MATERIAL SUPPLIED START

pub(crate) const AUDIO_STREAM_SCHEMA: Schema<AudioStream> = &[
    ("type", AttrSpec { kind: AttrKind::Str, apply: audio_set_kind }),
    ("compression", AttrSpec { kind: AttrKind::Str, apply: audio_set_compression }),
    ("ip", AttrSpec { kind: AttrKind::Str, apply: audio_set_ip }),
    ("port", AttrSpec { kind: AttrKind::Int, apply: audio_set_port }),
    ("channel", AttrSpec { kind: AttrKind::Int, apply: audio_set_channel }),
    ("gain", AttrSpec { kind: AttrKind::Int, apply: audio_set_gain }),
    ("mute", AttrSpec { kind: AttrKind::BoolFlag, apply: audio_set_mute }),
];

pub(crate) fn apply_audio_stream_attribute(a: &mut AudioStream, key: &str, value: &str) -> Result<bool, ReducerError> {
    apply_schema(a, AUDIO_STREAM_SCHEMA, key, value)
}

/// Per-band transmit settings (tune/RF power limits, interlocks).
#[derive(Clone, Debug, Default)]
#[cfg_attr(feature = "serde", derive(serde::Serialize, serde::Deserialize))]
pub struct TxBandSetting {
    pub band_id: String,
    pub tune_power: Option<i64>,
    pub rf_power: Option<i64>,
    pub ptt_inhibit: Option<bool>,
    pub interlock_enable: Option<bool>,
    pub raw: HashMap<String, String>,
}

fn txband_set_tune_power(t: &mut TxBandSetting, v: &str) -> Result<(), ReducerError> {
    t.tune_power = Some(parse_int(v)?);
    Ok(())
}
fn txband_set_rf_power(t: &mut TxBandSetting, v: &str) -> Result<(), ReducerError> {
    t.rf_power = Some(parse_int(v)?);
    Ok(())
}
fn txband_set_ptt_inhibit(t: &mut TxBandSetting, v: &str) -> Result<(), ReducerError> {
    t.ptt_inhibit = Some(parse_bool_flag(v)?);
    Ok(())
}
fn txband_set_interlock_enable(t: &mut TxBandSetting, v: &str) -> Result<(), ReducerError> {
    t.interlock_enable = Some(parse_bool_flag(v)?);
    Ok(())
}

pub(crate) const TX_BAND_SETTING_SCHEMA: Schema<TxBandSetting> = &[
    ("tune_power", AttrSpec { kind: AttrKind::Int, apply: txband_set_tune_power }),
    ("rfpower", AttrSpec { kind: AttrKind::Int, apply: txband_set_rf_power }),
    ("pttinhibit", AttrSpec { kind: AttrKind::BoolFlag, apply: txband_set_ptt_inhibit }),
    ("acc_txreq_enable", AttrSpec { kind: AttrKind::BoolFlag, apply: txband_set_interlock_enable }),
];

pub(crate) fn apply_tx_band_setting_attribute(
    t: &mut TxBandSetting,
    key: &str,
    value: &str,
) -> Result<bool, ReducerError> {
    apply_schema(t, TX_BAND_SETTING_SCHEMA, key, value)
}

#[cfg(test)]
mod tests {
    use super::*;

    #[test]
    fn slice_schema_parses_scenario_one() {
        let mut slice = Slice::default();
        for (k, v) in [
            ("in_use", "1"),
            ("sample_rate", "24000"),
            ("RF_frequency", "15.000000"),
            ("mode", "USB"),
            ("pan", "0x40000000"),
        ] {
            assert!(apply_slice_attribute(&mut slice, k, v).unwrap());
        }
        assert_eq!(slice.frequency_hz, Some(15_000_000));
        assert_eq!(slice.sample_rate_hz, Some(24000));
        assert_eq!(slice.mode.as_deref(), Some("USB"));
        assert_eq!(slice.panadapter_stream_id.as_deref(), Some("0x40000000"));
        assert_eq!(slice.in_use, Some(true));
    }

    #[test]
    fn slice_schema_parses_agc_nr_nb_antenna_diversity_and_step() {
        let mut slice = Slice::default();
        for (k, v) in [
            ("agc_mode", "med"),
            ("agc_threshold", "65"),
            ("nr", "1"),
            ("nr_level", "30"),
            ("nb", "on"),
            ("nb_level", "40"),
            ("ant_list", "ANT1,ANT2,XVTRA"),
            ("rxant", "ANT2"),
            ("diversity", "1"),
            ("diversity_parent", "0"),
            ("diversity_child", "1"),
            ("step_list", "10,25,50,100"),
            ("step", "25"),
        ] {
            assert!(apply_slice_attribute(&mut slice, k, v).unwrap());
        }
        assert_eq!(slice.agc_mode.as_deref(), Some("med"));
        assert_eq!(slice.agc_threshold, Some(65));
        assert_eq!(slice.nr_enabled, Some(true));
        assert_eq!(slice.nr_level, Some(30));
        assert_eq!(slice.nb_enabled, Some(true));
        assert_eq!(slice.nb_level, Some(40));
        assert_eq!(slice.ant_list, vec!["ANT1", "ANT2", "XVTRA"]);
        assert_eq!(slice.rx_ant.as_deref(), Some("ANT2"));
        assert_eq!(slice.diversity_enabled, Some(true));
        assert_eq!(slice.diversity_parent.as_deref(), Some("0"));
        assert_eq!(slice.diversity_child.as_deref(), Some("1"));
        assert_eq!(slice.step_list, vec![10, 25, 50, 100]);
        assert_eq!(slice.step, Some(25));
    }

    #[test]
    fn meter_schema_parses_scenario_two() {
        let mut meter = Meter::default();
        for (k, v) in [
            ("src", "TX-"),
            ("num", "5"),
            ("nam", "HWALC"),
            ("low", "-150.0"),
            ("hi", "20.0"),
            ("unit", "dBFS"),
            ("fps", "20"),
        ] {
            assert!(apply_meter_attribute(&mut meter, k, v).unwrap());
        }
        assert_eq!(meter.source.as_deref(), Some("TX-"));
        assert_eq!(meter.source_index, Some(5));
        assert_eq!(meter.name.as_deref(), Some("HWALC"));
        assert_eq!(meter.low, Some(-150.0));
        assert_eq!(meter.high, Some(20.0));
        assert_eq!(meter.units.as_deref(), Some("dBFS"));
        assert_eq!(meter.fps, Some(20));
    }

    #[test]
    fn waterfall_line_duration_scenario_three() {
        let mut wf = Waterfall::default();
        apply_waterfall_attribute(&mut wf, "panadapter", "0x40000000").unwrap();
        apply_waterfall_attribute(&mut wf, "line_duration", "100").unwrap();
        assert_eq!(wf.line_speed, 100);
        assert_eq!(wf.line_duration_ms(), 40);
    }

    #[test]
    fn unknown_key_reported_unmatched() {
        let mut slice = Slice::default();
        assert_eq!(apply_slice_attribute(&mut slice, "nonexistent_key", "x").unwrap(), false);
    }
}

MATERIAL SUPPLIED END

> **ACTIVITY**: Would you please return all lines of the data that include the word "TxBandSetting"?

> **RESPONSE TO THE EXERCISE**:
pub struct TxBandSetting {
fn txband_set_tune_power(t: &mut TxBandSetting, v: &str) -> Result<(), ReducerError> {
fn txband_set_rf_power(t: &mut TxBandSetting, v: &str) -> Result<(), ReducerError> {
fn txband_set_ptt_inhibit(t: &mut TxBandSetting, v: &str) -> Result<(), ReducerError> {
fn txband_set_interlock_enable(t: &mut TxBandSetting, v: &str) -> Result<(), ReducerError> {
pub(crate) const TX_BAND_SETTING_SCHEMA: Schema<TxBandSetting> = &[
    t: &mut TxBandSetting,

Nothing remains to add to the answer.